**TASK STATEMENT**
Go through the material underneath and show every line where the string "struct" occurs.

─── EXTRACTED MATERIAL

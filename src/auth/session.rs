use axum::{
    async_trait,
    extract::{FromRef, FromRequestParts},
    http::{header, request::Parts, HeaderMap, StatusCode},
    response::{IntoResponse, Response},
};
use sqlx::PgPool;
use tracing::{error, warn};

use crate::auth::jwt::{Claims, JwtKeys};
use crate::auth::password::verify_password;
use crate::state::AppState;
use crate::users::repo::User;

/// Rejections produced by the per-request authentication chain.
///
/// Which verification stage failed (missing header, bad signature, expiry,
/// unknown subject) is deliberately not exposed to the caller.
#[derive(Debug, thiserror::Error)]
pub enum AuthError {
    #[error("Incorrect email or password")]
    InvalidCredentials,
    #[error("Could not validate credentials")]
    Unauthenticated,
    #[error("Inactive user")]
    InactiveAccount,
    #[error(transparent)]
    Internal(#[from] anyhow::Error),
}

impl IntoResponse for AuthError {
    fn into_response(self) -> Response {
        match self {
            AuthError::InvalidCredentials | AuthError::Unauthenticated => (
                StatusCode::UNAUTHORIZED,
                [(header::WWW_AUTHENTICATE, "Bearer")],
                self.to_string(),
            )
                .into_response(),
            AuthError::InactiveAccount => {
                (StatusCode::BAD_REQUEST, self.to_string()).into_response()
            }
            AuthError::Internal(e) => {
                error!(error = %e, "auth chain internal error");
                (StatusCode::INTERNAL_SERVER_ERROR, e.to_string()).into_response()
            }
        }
    }
}

/// Extract stage: pulls the token out of `Authorization: Bearer <token>`.
pub fn bearer_token(headers: &HeaderMap) -> Option<&str> {
    headers
        .get(header::AUTHORIZATION)
        .and_then(|h| h.to_str().ok())
        .and_then(|auth| {
            auth.strip_prefix("Bearer ")
                .or_else(|| auth.strip_prefix("bearer "))
        })
}

/// Login path: unknown email and wrong password are indistinguishable.
pub async fn authenticate(
    db: &PgPool,
    email: &str,
    password: &str,
) -> anyhow::Result<Option<User>> {
    let Some(user) = User::find_by_email(db, email).await? else {
        return Ok(None);
    };
    if !verify_password(password, &user.password_hash) {
        return Ok(None);
    }
    Ok(Some(user))
}

/// Resolve stage: maps verified claims back to an account. A token can
/// decode successfully yet reference a since-deleted account.
pub async fn resolve_claims(db: &PgPool, claims: &Claims) -> anyhow::Result<Option<User>> {
    User::find_by_email(db, &claims.sub).await
}

/// The account resolved from a verified bearer token, valid for one request.
pub struct CurrentUser(pub User);

#[async_trait]
impl FromRequestParts<AppState> for CurrentUser {
    type Rejection = AuthError;

    async fn from_request_parts(
        parts: &mut Parts,
        state: &AppState,
    ) -> Result<Self, Self::Rejection> {
        let token = bearer_token(&parts.headers).ok_or(AuthError::Unauthenticated)?;

        let keys = JwtKeys::from_ref(state);
        let claims = keys.decode(token).ok_or_else(|| {
            warn!("invalid or expired token");
            AuthError::Unauthenticated
        })?;

        let user = resolve_claims(&state.db, &claims)
            .await?
            .ok_or(AuthError::Unauthenticated)?;

        Ok(CurrentUser(user))
    }
}

/// Second gate on top of [`CurrentUser`]: deactivated accounts are rejected
/// with a distinct signal instead of the generic 401.
pub struct ActiveUser(pub User);

#[async_trait]
impl FromRequestParts<AppState> for ActiveUser {
    type Rejection = AuthError;

    async fn from_request_parts(
        parts: &mut Parts,
        state: &AppState,
    ) -> Result<Self, Self::Rejection> {
        let CurrentUser(user) = CurrentUser::from_request_parts(parts, state).await?;
        if !user.is_active {
            warn!(user_id = %user.id, "inactive account rejected");
            return Err(AuthError::InactiveAccount);
        }
        Ok(ActiveUser(user))
    }
}

#[cfg(test)]
mod tests {
    use super::*;
    use axum::http::HeaderValue;

    fn headers_with_auth(value: &str) -> HeaderMap {
        let mut headers = HeaderMap::new();
        headers.insert(header::AUTHORIZATION, HeaderValue::from_str(value).unwrap());
        headers
    }

    #[test]
    fn bearer_token_extracts_token() {
        let headers = headers_with_auth("Bearer abc.def.ghi");
        assert_eq!(bearer_token(&headers), Some("abc.def.ghi"));
    }

    #[test]
    fn bearer_token_accepts_lowercase_scheme() {
        let headers = headers_with_auth("bearer abc");
        assert_eq!(bearer_token(&headers), Some("abc"));
    }

    #[test]
    fn bearer_token_rejects_other_schemes_and_absence() {
        assert_eq!(bearer_token(&HeaderMap::new()), None);
        assert_eq!(bearer_token(&headers_with_auth("Basic dXNlcjpwdw==")), None);
        assert_eq!(bearer_token(&headers_with_auth("Bearer")), None);
    }

    #[test]
    fn unauthenticated_carries_challenge() {
        let resp = AuthError::Unauthenticated.into_response();
        assert_eq!(resp.status(), StatusCode::UNAUTHORIZED);
        assert_eq!(
            resp.headers().get(header::WWW_AUTHENTICATE).unwrap(),
            "Bearer"
        );
    }

    #[test]
    fn invalid_credentials_carries_challenge() {
        let resp = AuthError::InvalidCredentials.into_response();
        assert_eq!(resp.status(), StatusCode::UNAUTHORIZED);
        assert!(resp.headers().contains_key(header::WWW_AUTHENTICATE));
    }

    #[test]
    fn inactive_account_is_bad_request_without_challenge() {
        let resp = AuthError::InactiveAccount.into_response();
        assert_eq!(resp.status(), StatusCode::BAD_REQUEST);
        assert!(!resp.headers().contains_key(header::WWW_AUTHENTICATE));
    }
}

──────

**ANSWER SPACE**
pub struct CurrentUser(pub User);
pub struct ActiveUser(pub User);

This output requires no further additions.